Грубых слов тысячу лет назад даже малограмотные, совсем простые люди написать не могли. Зато теперь как легко падают пальцы на клавиатуру компьютера и быстро, легко, без всяких сомнений набирают самые отвратительные ругательства. Буквы при этом ни в чём не виноваты. Буквы сами по себе прекрасны. Но из них складываются мерзкие слова и чудовищные смыслы.
И очень часто это пишется не какому-то конкретному адресату, а, наоборот, пишется для всех, для всеобщего обозрения, пишется без особой причины, без нужды, а порой даже без злобы. Просто так. Мол, видите, как я могу! Читайте, мол. Все – женщины, дети.
И никаких признаков того человека, который это написал. Ни почерка… Ничего! Полная анонимность. В какой-то момент даже возникает страх, когда читаешь какой-нибудь дрянной текст, изобилующий матом, что, возможно, его набрали женские или детские пальцы.
Раньше существовало высказывание: что написано пером, не вырубишь топором. А теперь что-то сказать ответственнее и труднее, чем написать в интернет. Просто когда говоришь – звучит неповторимый голос. У голоса есть также неповторимые интонации, у интонации и голоса есть рот, губы. У рта и губ есть лицо… И когда говоришь что-нибудь дерзкое кому-то, да ещё в грязных выражениях, нужно рисковать как минимум лицом. А в интернете ты ничем не рискуешь, потому что нет никаких признаков.
Казалось бы, процесс работы на пишущей машинке очень похож. И у компьютера, и у машинки – клавиатуры. Буквы на клавиатуре расположены одинаково. Тоже не касаешься букв и нет почерка.

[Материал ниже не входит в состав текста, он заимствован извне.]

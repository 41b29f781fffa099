pub mod domain;
pub mod infrastructure;
pub mod models;
pub mod modules;
pub mod services;
pub mod sync;
pub mod utils;

pub use domain::{ClientError, StoreError};
pub use infrastructure::{AppState, Config};
//! Prometheus metrics for scrub activity.
//!
//! The transforms themselves are stateless; hosts that scrub many
//! buffers accumulate a [`MetricsSnapshot`] and push it into a
//! [`MetricsRegistry`], which they expose however they like.
//!
//! # Metrics Exposed
//!
//! - `media_scrub_buffers_scrubbed_total` - Buffers passed through pattern removal
//! - `media_scrub_bytes_in_total` - Bytes entering pattern removal
//! - `media_scrub_bytes_out_total` - Bytes left after pattern removal
//! - `media_scrub_patterns_removed_total` - Signature occurrences removed
//! - `media_scrub_noise_bytes_total` - Bytes perturbed by noise injection
//! - `media_scrub_entropy_before` - Entropy of the last buffer before scrubbing
//! - `media_scrub_entropy_after` - Entropy of the last buffer after scrubbing
//! - `media_scrub_high_risk_total` - Scrubbed buffers still at high risk
//!
//! # Example
//!
//! ```
//! use media_scrub::metrics::{MetricsRegistry, MetricsSnapshot};
//! use media_scrub::patterns::{remove_patterns_in, signatures};
//!
//! let registry = MetricsRegistry::new().expect("Failed to create registry");
//! let mut snapshot = MetricsSnapshot::default();
//!
//! let data = [0xFF, 0xD8, 0xFF, 0xE1, 0x12, 0x34];
//! let outcome = remove_patterns_in(&data, &signatures::jpeg_app_markers()).unwrap();
//! snapshot.record_scrub(data.len(), &outcome);
//!
//! registry.update(&snapshot);
//! assert!(registry.encode().unwrap().contains("media_scrub_patterns_removed_total 1"));
//! ```

mod collector;

pub use collector::{MetricsError, MetricsRegistry, MetricsSnapshot};
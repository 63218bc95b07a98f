//! Bounded pseudo-random pixel noise.
//!
//! Perturbs every byte of a buffer by a small random delta so that
//! pixel-level fingerprints (sensor noise patterns, embedded LSB data)
//! no longer survive byte-for-byte. The generator is an explicit handle
//! owned by the caller rather than process-wide state.

mod injector;
mod intensity;

pub use injector::{add_noise, NoiseInjector};
pub use intensity::NoiseIntensity;
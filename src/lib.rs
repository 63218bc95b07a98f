//! Media Scrub Library
//!
//! Byte-buffer transforms for scrubbing identifying artifacts from
//! media files. Buffers are opaque bytes: reading, decoding and writing
//! files is left to the caller.
//!
//! # Transforms
//!
//! ```text
//! remove_patterns    strip known binary signatures (JPEG APPn markers, ...)
//! add_noise          perturb pixel bytes with bounded pseudo-random deltas
//! calculate_entropy  Shannon entropy, to judge whether the signature moved
//! ```
//!
//! Each transform is a leaf: it borrows its input, allocates a fresh
//! output and keeps no state. The only state in the crate is the noise
//! generator, which is an explicit handle owned by the caller.
//!
//! # Design Principles
//!
//! - **Fail fast**: arguments are validated before any output is built
//! - **No format awareness**: signatures are matched as raw bytes
//! - **Explicit randomness**: no process-wide generator
//! - **No cryptographic claims**: noise hides fingerprints, it is not a cipher
//!
//! # Example
//!
//! ```
//! use media_scrub::{
//!     analysis::{DigestAlgorithm, SignatureComparison},
//!     noise::{NoiseInjector, NoiseIntensity},
//!     patterns::{remove_patterns_in, signatures},
//! };
//!
//! let original = vec![0xFF, 0xD8, 0xFF, 0xE1, 0x45, 0x78, 0x69, 0x66, 0xFF, 0xD9];
//!
//! let outcome = remove_patterns_in(&original, &signatures::jpeg_app_markers()).unwrap();
//! assert_eq!(outcome.removed, 1);
//!
//! let mut injector = NoiseInjector::from_os_entropy();
//! let noisy = injector.add_noise(&outcome.data, NoiseIntensity::default()).unwrap();
//!
//! let comparison = SignatureComparison::between(&original, &noisy, DigestAlgorithm::Blake3);
//! assert!(comparison.content_changed());
//! ```

#![warn(missing_docs)]
#![warn(rust_2018_idioms)]
#![deny(unsafe_code)]

pub mod analysis;
mod buffer;
pub mod config;
pub mod error;
pub mod metrics;
pub mod noise;
pub mod patterns;

// Re-export commonly used types at crate root
pub use analysis::{calculate_entropy, RiskThresholds, SignatureComparison, SteganographyRisk};
pub use config::ScrubConfig;
pub use error::ScrubError;
pub use noise::{add_noise, NoiseInjector, NoiseIntensity};
pub use patterns::{find_patterns, remove_patterns, PatternSet};

/// Library version.
pub const VERSION: &str = env!("CARGO_PKG_VERSION");
//! Per-byte noise injection backed by an explicit generator.
//!
//! Each byte receives `trunc(draw * intensity)` where `draw` is uniform
//! over [-128, 127]. The sum is clamped to [0, 255] before narrowing so
//! large deltas saturate instead of wrapping.

use super::intensity::NoiseIntensity;
use crate::buffer::output_buffer;
use crate::error::ScrubError;
use rand_chacha::ChaCha20Rng;
use rand_core::{RngCore, SeedableRng};

/// Adds bounded noise to `data` using the caller's generator.
///
/// Fails with [`ScrubError::InvalidArgument`] if `intensity` is NaN or
/// infinite. An intensity of zero returns an unchanged copy.
///
/// # Example
///
/// ```
/// use media_scrub::add_noise;
/// use rand_chacha::ChaCha20Rng;
/// use rand_core::SeedableRng;
///
/// let mut rng = ChaCha20Rng::seed_from_u64(7);
/// let noisy = add_noise(&[10, 128, 250], 0.05, &mut rng).unwrap();
/// assert_eq!(noisy.len(), 3);
/// ```
pub fn add_noise<R>(data: &[u8], intensity: f64, rng: &mut R) -> Result<Vec<u8>, ScrubError>
where
    R: RngCore + ?Sized,
{
    let intensity = NoiseIntensity::new(intensity)?;
    perturb(data, intensity, rng)
}

fn perturb<R>(data: &[u8], intensity: NoiseIntensity, rng: &mut R) -> Result<Vec<u8>, ScrubError>
where
    R: RngCore + ?Sized,
{
    let mut output = output_buffer(data.len())?;

    if intensity.is_zero() {
        output.extend_from_slice(data);
    } else {
        let scale = intensity.get();
        output.extend(data.iter().map(|&byte| perturb_byte(byte, draw(rng), scale)));
    }

    tracing::debug!(
        len = data.len(),
        intensity = intensity.get(),
        "Pixel noise applied"
    );

    Ok(output)
}

/// Uniform integer in [-128, 127].
#[inline]
fn draw<R: RngCore + ?Sized>(rng: &mut R) -> i64 {
    i64::from(rng.next_u32() & 0xFF) - 128
}

#[inline]
fn perturb_byte(byte: u8, draw: i64, scale: f64) -> u8 {
    // `as` truncates toward zero and saturates on overflow
    let delta = (draw as f64 * scale) as i64;
    i64::from(byte).saturating_add(delta).clamp(0, 255) as u8
}

/// Noise generator handle owned by one caller.
///
/// Wraps a ChaCha20 stream. Seeded from the OS it gives a fresh stream
/// per injector; seeded explicitly it reproduces the same noise for the
/// same inputs. An injector is not shared between threads: give each
/// thread its own. The generator stays private so every byte it
/// perturbs is counted.
pub struct NoiseInjector {
    rng: ChaCha20Rng,
    /// Calls to `add_noise` served.
    calls: u64,
    /// Total bytes perturbed across all calls.
    bytes_perturbed: u64,
}

impl NoiseInjector {
    /// Creates an injector seeded from the OS entropy source.
    pub fn from_os_entropy() -> Self {
        let mut seed = [0u8; 32];
        rand_core::OsRng.fill_bytes(&mut seed);
        Self::from_seed(seed)
    }

    /// Creates an injector with a fixed seed (reproducible noise).
    pub fn from_seed(seed: [u8; 32]) -> Self {
        Self {
            rng: ChaCha20Rng::from_seed(seed),
            calls: 0,
            bytes_perturbed: 0,
        }
    }

    /// Creates a reproducible injector from a short numeric seed.
    pub fn seed_from_u64(seed: u64) -> Self {
        Self {
            rng: ChaCha20Rng::seed_from_u64(seed),
            calls: 0,
            bytes_perturbed: 0,
        }
    }

    /// Adds bounded noise to `data`.
    pub fn add_noise(&mut self, data: &[u8], intensity: NoiseIntensity) -> Result<Vec<u8>, ScrubError> {
        let output = perturb(data, intensity, &mut self.rng)?;
        self.calls += 1;
        self.bytes_perturbed += data.len() as u64;
        Ok(output)
    }

    /// Returns the number of calls served.
    pub fn calls(&self) -> u64 {
        self.calls
    }

    /// Returns the total number of bytes perturbed.
    pub fn bytes_perturbed(&self) -> u64 {
        self.bytes_perturbed
    }
}

impl Default for NoiseInjector {
    fn default() -> Self {
        Self::from_os_entropy()
    }
}

impl std::fmt::Debug for NoiseInjector {
    fn fmt(&self, f: &mut std::fmt::Formatter<'_>) -> std::fmt::Result {
        f.debug_struct("NoiseInjector")
            .field("calls", &self.calls)
            .field("bytes_perturbed", &self.bytes_perturbed)
            .finish_non_exhaustive()
    }
}

#[cfg(test)]
mod tests {
    use super::*;

    fn gradient() -> Vec<u8> {
        (0..=255u8).cycle().take(4096).collect()
    }

    #[test]
    fn test_zero_intensity_is_identity() {
        let data = gradient();
        let mut injector = NoiseInjector::from_os_entropy();

        let noisy = injector.add_noise(&data, NoiseIntensity::ZERO).unwrap();
        assert_eq!(noisy, data);
    }

    #[test]
    fn test_length_preserved() {
        let mut rng = ChaCha20Rng::seed_from_u64(1);
        for len in [0, 1, 17, 1000] {
            let data = vec![128u8; len];
            let noisy = add_noise(&data, 0.3, &mut rng).unwrap();
            assert_eq!(noisy.len(), len);
        }
    }

    #[test]
    fn test_delta_bounded_by_intensity() {
        let data = vec![128u8; 10_000];
        let mut rng = ChaCha20Rng::seed_from_u64(99);

        let noisy = add_noise(&data, 0.5, &mut rng).unwrap();

        // |trunc(draw * 0.5)| <= 64
        assert!(noisy.iter().all(|&b| (i16::from(b) - 128).abs() <= 64));
        assert!(noisy.iter().any(|&b| b != 128));
    }

    #[test]
    fn test_clamps_instead_of_wrapping() {
        assert_eq!(perturb_byte(250, 127, 1.0), 255);
        assert_eq!(perturb_byte(5, -128, 1.0), 0);
        assert_eq!(perturb_byte(0, -128, 1e300), 0);
        assert_eq!(perturb_byte(255, 127, f64::MAX), 255);
    }

    #[test]
    fn test_truncates_toward_zero() {
        assert_eq!(perturb_byte(100, 127, 0.01), 101); // 1.27 -> 1
        assert_eq!(perturb_byte(100, -128, 0.01), 99); // -1.28 -> -1
        assert_eq!(perturb_byte(100, 50, 0.01), 100); // 0.5 -> 0
        assert_eq!(perturb_byte(100, -50, 0.01), 100); // -0.5 -> 0
    }

    #[test]
    fn test_negative_intensity_flips_direction() {
        assert_eq!(perturb_byte(100, 10, -1.0), 90);
    }

    #[test]
    fn test_non_finite_intensity_rejected() {
        let mut rng = ChaCha20Rng::seed_from_u64(0);
        let result = add_noise(&[1, 2, 3], f64::NAN, &mut rng);
        assert!(matches!(result, Err(ScrubError::InvalidArgument(_))));

        let result = add_noise(&[1, 2, 3], f64::INFINITY, &mut rng);
        assert!(matches!(result, Err(ScrubError::InvalidArgument(_))));
    }

    #[test]
    fn test_seeded_injectors_reproduce() {
        let data = gradient();
        let intensity = NoiseIntensity::new(0.2).unwrap();

        let mut a = NoiseInjector::from_seed([0x42; 32]);
        let mut b = NoiseInjector::from_seed([0x42; 32]);

        assert_eq!(
            a.add_noise(&data, intensity).unwrap(),
            b.add_noise(&data, intensity).unwrap()
        );
    }

    #[test]
    fn test_successive_calls_differ() {
        let data = vec![128u8; 1024];
        let intensity = NoiseIntensity::new(0.5).unwrap();
        let mut injector = NoiseInjector::seed_from_u64(5);

        let first = injector.add_noise(&data, intensity).unwrap();
        let second = injector.add_noise(&data, intensity).unwrap();

        assert_ne!(first, second);
    }

    #[test]
    fn test_counters() {
        let mut injector = NoiseInjector::seed_from_u64(3);
        let intensity = NoiseIntensity::default();

        injector.add_noise(&[0u8; 100], intensity).unwrap();
        injector.add_noise(&[0u8; 28], intensity).unwrap();

        assert_eq!(injector.calls(), 2);
        assert_eq!(injector.bytes_perturbed(), 128);
    }
}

Но эти два процесса не просто разные – между ними космическая разница. Потому что пишущая машинка имеет дело с бумагой!
Если ты набрал какой-то текст на компьютере и тебе он показался глупым, неудачным или необязательным – ты его взял и стёр, удалил. В этот момент, когда ты удаляешь текст, ничто материальное не исчезает, ничто не страдает, ничто не испорчено.
Когда же мы напечатаем или напишем что-то глупое, гадкое на бумаге – в этот момент мы портим лист бумаги. А если мы испортили лист бумаги своей глупостью, грубостью или невежеством, то этот лист бумаги можно заменить только другим листом бумаги. А другой лист бумаги – это другой лист бумаги. Это вроде бы не много, но это точно не мало.
Каждый лист бумаги неповторим. У него есть неповторимая белизна и чистота, которую нарушить и испортить можно только один раз.
Поскольку пишущая машинка работала с бумагой… Бумага неизбежно хранила очень многие признаки тех людей и тех машинок, на которых эти люди работали. У каждой серьёзной фирмы, выпускавшей пишущие машинки, были свои неповторимые прекрасные шрифты. Культовый шрифт американского «Ремингтона», конечно же, отличался от шрифта «Ундервуда».